Stored dataset items
○ ○ ○ ○

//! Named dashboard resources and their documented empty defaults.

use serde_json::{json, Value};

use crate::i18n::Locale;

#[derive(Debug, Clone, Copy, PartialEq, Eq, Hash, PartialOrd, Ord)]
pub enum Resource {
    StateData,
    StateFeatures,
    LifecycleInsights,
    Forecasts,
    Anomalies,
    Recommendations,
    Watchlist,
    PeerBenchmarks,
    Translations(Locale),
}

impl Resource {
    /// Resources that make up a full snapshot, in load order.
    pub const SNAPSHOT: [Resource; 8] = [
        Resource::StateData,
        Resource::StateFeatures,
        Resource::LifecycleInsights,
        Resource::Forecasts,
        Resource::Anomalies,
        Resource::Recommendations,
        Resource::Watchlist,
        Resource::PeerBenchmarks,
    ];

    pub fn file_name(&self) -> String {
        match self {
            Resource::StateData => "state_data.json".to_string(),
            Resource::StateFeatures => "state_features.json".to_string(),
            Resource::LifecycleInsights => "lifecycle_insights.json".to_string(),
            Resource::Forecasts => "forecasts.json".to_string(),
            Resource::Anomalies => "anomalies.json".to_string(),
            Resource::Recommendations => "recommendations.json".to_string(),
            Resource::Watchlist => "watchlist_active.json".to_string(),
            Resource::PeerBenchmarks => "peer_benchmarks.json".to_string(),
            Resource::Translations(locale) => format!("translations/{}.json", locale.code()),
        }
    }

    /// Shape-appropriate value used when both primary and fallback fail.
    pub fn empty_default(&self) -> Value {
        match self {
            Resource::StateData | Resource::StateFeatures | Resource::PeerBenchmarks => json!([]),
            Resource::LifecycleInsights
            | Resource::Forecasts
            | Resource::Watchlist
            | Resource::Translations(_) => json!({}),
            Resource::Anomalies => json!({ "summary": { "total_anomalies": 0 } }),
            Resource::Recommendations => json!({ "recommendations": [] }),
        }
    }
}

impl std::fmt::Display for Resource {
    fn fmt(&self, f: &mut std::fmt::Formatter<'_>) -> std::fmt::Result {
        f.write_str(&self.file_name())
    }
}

○ ○ ○ ○

The response must restate every entry word for word.

Task output:
//! Named dashboard resources and their documented empty defaults.

use serde_json::{json, Value};

use crate::i18n::Locale;

#[derive(Debug, Clone, Copy, PartialEq, Eq, Hash, PartialOrd, Ord)]
pub enum Resource {
    StateData,
    StateFeatures,
    LifecycleInsights,
    Forecasts,
    Anomalies,
    Recommendations,
    Watchlist,
    PeerBenchmarks,
    Translations(Locale),
}

impl Resource {
    /// Resources that make up a full snapshot, in load order.
    pub const SNAPSHOT: [Resource; 8] = [
        Resource::StateData,
        Resource::StateFeatures,
        Resource::LifecycleInsights,
        Resource::Forecasts,
        Resource::Anomalies,
        Resource::Recommendations,
        Resource::Watchlist,
        Resource::PeerBenchmarks,
    ];

    pub fn file_name(&self) -> String {
        match self {
            Resource::StateData => "state_data.json".to_string(),
            Resource::StateFeatures => "state_features.json".to_string(),
            Resource::LifecycleInsights => "lifecycle_insights.json".to_string(),
            Resource::Forecasts => "forecasts.json".to_string(),
            Resource::Anomalies => "anomalies.json".to_string(),
            Resource::Recommendations => "recommendations.json".to_string(),
            Resource::Watchlist => "watchlist_active.json".to_string(),
            Resource::PeerBenchmarks => "peer_benchmarks.json".to_string(),
            Resource::Translations(locale) => format!("translations/{}.json", locale.code()),
        }
    }

    /// Shape-appropriate value used when both primary and fallback fail.
    pub fn empty_default(&self) -> Value {
        match self {
            Resource::StateData | Resource::StateFeatures | Resource::PeerBenchmarks => json!([]),
            Resource::LifecycleInsights
            | Resource::Forecasts
            | Resource::Watchlist
            | Resource::Translations(_) => json!({}),
            Resource::Anomalies => json!({ "summary": { "total_anomalies": 0 } }),
            Resource::Recommendations => json!({ "recommendations": [] }),
        }
    }
}

impl std::fmt::Display for Resource {
    fn fmt(&self, f: &mut std::fmt::Formatter<'_>) -> std::fmt::Result {
        f.write_str(&self.file_name())
    }
}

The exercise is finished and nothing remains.